Número de mulheres que optou por pequenos negócios dobrou em cinco anos
No Dia Internacional da Mulher, comemorado nesta quinta-feira (8), o empreendedorismo feminino tem bons indicadores para comemorar. Nos últimos cinco anos, o número de mulheres brasileiras Microempreendedoras Individuais (MEI), cresceu 124%, saltando de um milhão e trezentas mil para 3 milhões. No Paraná, até fevereiro último, dos 391 mil microempreendedores individuais, 180 mil são mulheres, representando 46% do total, pouco abaixo da média nacional, que é de 48%. De acordo com dados da Receita Federal, o Rio de Janeiro é o estado em que as mulheres são a maioria com 51%. Já em Alagoas e Ceará, as empreendedoras representam a metade dos microempreendedores formalizados.
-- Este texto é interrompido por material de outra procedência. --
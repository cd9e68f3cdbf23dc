// crates/clean_text/src/lib.rs

use std::fmt::Write as _;
use std::path::PathBuf;

use anyhow::Result;

use process_folder::{process_folder, BatchSummary, FileOutcome, FolderConfig, Mode};

pub mod config;
pub use config::AppConfig;

/// Runs one batch described by `config` and returns its summary.
/// This is the whole of the business logic; the binary only parses
/// arguments and prints what comes back.
pub fn run(config: &AppConfig) -> Result<BatchSummary> {
    let folder_config = FolderConfig {
        input_dir: PathBuf::from(&config.input_dir),
        output_dir: PathBuf::from(&config.output_dir),
        mode: config.mode,
    };
    process_folder(&folder_config)
}

/// Renders the end-of-run report printed by the binary: processed count,
/// the mode-specific aggregate, and one line per failed file.
pub fn format_summary(mode: Mode, summary: &BatchSummary) -> String {
    let mut out = String::new();
    out.push_str("Processing complete!\n");
    let _ = writeln!(out, "Files processed: {}", summary.processed);
    match mode {
        Mode::Clean => {
            let _ = writeln!(out, "Total lines removed: {}", summary.total_count);
        }
        Mode::Split => {
            let _ = writeln!(out, "Total files written: {}", summary.total_count);
        }
    }
    if summary.failed > 0 {
        out.push_str("Errors encountered:\n");
        for report in &summary.reports {
            if let FileOutcome::Failed { message } = &report.outcome {
                let _ = writeln!(out, "  {}: {}", report.file_name, message);
            }
        }
    }
    out
}

#[cfg(test)]
mod tests {
    use super::*;
    use process_folder::FileReport;

    #[test]
    fn test_format_summary_clean_mode() {
        let summary = BatchSummary {
            processed: 2,
            failed: 0,
            total_count: 5,
            reports: Vec::new(),
        };
        let text = format_summary(Mode::Clean, &summary);
        assert!(text.contains("Files processed: 2"));
        assert!(text.contains("Total lines removed: 5"));
        assert!(!text.contains("Errors encountered"));
    }

    #[test]
    fn test_format_summary_split_mode_with_errors() {
        let summary = BatchSummary {
            processed: 1,
            failed: 1,
            total_count: 3,
            reports: vec![
                FileReport {
                    file_name: "good.txt".to_string(),
                    outcome: FileOutcome::Processed { count: 3 },
                },
                FileReport {
                    file_name: "bad.txt".to_string(),
                    outcome: FileOutcome::Failed {
                        message: "permission denied".to_string(),
                    },
                },
            ],
        };
        let text = format_summary(Mode::Split, &summary);
        assert!(text.contains("Total files written: 3"));
        assert!(text.contains("Errors encountered:"));
        assert!(text.contains("  bad.txt: permission denied"));
        assert!(!text.contains("good.txt:"));
    }
}
// crates/process_folder/src/processor.rs

use std::fs;
use std::path::Path;

use anyhow::{Context, Result};

use filter_invalid_lines::filter_invalid_lines;
use split_on_markers::{segment_file_name, split_on_markers};

/// Trait that abstracts processing of one input file into an output
/// directory.
///
/// Implementations return a mode-specific count: lines removed for the
/// cleaner, files written for the splitter.
pub trait FileProcessor {
    fn process(&self, input: &Path, output_dir: &Path) -> Result<usize>;
}

/// Reads a file as UTF-8, substituting the replacement character for
/// undecodable bytes instead of failing the whole file.
fn read_lossy(path: &Path) -> Result<String> {
    let bytes =
        fs::read(path).with_context(|| format!("Failed to read {}", path.display()))?;
    Ok(String::from_utf8_lossy(&bytes).into_owned())
}

/// Runs the line filter over `input` and writes the kept lines to a file
/// of the same name inside `output_dir`. Returns the number of lines
/// removed.
pub fn clean_file(input: &Path, output_dir: &Path) -> Result<usize> {
    let content = read_lossy(input)?;
    let outcome = filter_invalid_lines(&content);

    let file_name = input
        .file_name()
        .with_context(|| format!("Input path has no file name: {}", input.display()))?;
    let output_path = output_dir.join(file_name);
    fs::write(&output_path, outcome.content.as_bytes())
        .with_context(|| format!("Failed to write {}", output_path.display()))?;

    log::debug!(
        "{}: removed {} line(s)",
        input.display(),
        outcome.lines_removed
    );
    Ok(outcome.lines_removed)
}

/// Cuts `input` at marker boundaries and writes each segment as its own
/// file inside `output_dir`, numbered in original order. Returns the
/// number of files written.
pub fn split_file(input: &Path, output_dir: &Path) -> Result<usize> {
    let content = read_lossy(input)?;
    let segments = split_on_markers(&content);

    for (i, segment) in segments.iter().enumerate() {
        let output_path = output_dir.join(segment_file_name(input, i + 1));
        fs::write(&output_path, segment.as_bytes())
            .with_context(|| format!("Failed to write {}", output_path.display()))?;
    }

    log::debug!(
        "{}: wrote {} segment file(s)",
        input.display(),
        segments.len()
    );
    Ok(segments.len())
}

/// Default cleaning processor; see [`clean_file`].
pub struct LineCleaner;

impl FileProcessor for LineCleaner {
    fn process(&self, input: &Path, output_dir: &Path) -> Result<usize> {
        clean_file(input, output_dir)
    }
}

/// Default splitting processor; see [`split_file`].
pub struct MarkerSplitter;

impl FileProcessor for MarkerSplitter {
    fn process(&self, input: &Path, output_dir: &Path) -> Result<usize> {
        split_file(input, output_dir)
    }
}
Quando se analisa a questão salarial, vai ano e entra ano, mas a situação pouco muda. Apesar do aumento da participação das mulheres no mercado de trabalho das micro e pequenas empresas, elas ainda saem em desvantagem no quesito salário. Segundo dados do Caged, as mulheres contratadas no ano passado ganhavam, em média, R$ 1.281,87, ou R$ 150,03 a menos que os homens. Já entre as demitidas, que tinham um salário médio de R$ 1.380,73, a diferença salarial chegava a quase R$ 180. O maior contraste foi constatado entre as mulheres demitidas que tinham o ensino superior completo. Elas chegavam a ganhar quase R$ 1.200 a menos que os homens na mesma situação.
Eu fui buscar uma resposta no mercado de RH para este contraste, e o principal fator que faz com que a participação e salários das mulheres no mercado de trabalho sejam menores, por incrível que pareça, é a questão da dupla jornada, ou seja o trabalho e a casa. Inclusive quem contrata também tem essa seletividade. Muitas empresas preferem contratar homens às mulheres por saber que elas, em algum momento, vão precisar se ausentar mais do trabalho por causa dos filhos, sem contar é claro, que a mulher trabalha muito mais que os homens, somadas as horas dentro e fora de casa. Isso traz, além de cansaço, uma dispersão mental maior. Se tivéssemos, dentro do lar, relações mais equilibradas, isso certamente se refletiria no mercado.
Uma forma para reverter esse quadro é através de políticas públicas que possam, por exemplo, criar mais creches, além da conscientização do companheiro e da própria sociedade no sentido de dividir os afazeres domésticos e os cuidados com os filhos.